= Work required =
Gather every line of the entries that includes the word "sync".
━━━━━ Data excerpts
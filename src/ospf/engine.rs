//! The OSPF engine: hello protocol, adjacency bring-up, database
//! exchange, flooding, origination and SPF scheduling.
//!
//! All protocol state lives behind one interface-table mutex; outgoing
//! packets are collected while it is held and handed to the send callback
//! only after it is released, so a callback may re-enter the engine (or a
//! peer engine) without deadlocking.

use std::collections::{BTreeMap, HashMap};
use std::net::{IpAddr, Ipv4Addr, Ipv6Addr};
use std::sync::atomic::{AtomicBool, AtomicU32, Ordering};
use std::sync::{Arc, Mutex};

use tracing::{debug, info, warn};

use super::clock::{Clock, TimerKind, TimerQueue};
use super::interface::{
    adjacency_required, elect_dr_bdr, Candidate, InterfaceSettings, InterfaceState, NetworkType,
    OspfInterface,
};
use super::lsa::{
    compare_freshness, ExternalLsa, IntraAreaPrefixLsa, Ipv6Prefix, LinkLsa, Lsa, LsaBody,
    LsaHeader, LsaKey, LsaType, NetworkLsa, RouterLink, RouterLinkKind, RouterLsa,
};
use super::lsdb::{InstallOutcome, Lsdb};
use super::neighbor::{transition, Neighbor, NeighborEvent, NeighborState};
use super::packet::{
    DatabaseDescription, DdFlags, Hello, LsAck, LsRequest, LsUpdate, OspfVersion, Packet,
    PacketBody, PacketDst, PacketHeader,
};
use super::spf::{run_spf, LocalInterface, Route};
use super::{
    AreaId, Error, Result, RouterId, DD_MAX_HEADERS, INITIAL_SEQUENCE, LSR_MAX_ENTRIES, MAX_AGE,
    SPF_DELAY_MS,
};

/// One packet queued for transmission: `(interface, destination, packet)`.
pub type Outgoing = (String, PacketDst, Packet);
━━━━━━━━━━
= Response below =
use std::sync::atomic::{AtomicBool, AtomicU32, Ordering};
use std::sync::{Arc, Mutex};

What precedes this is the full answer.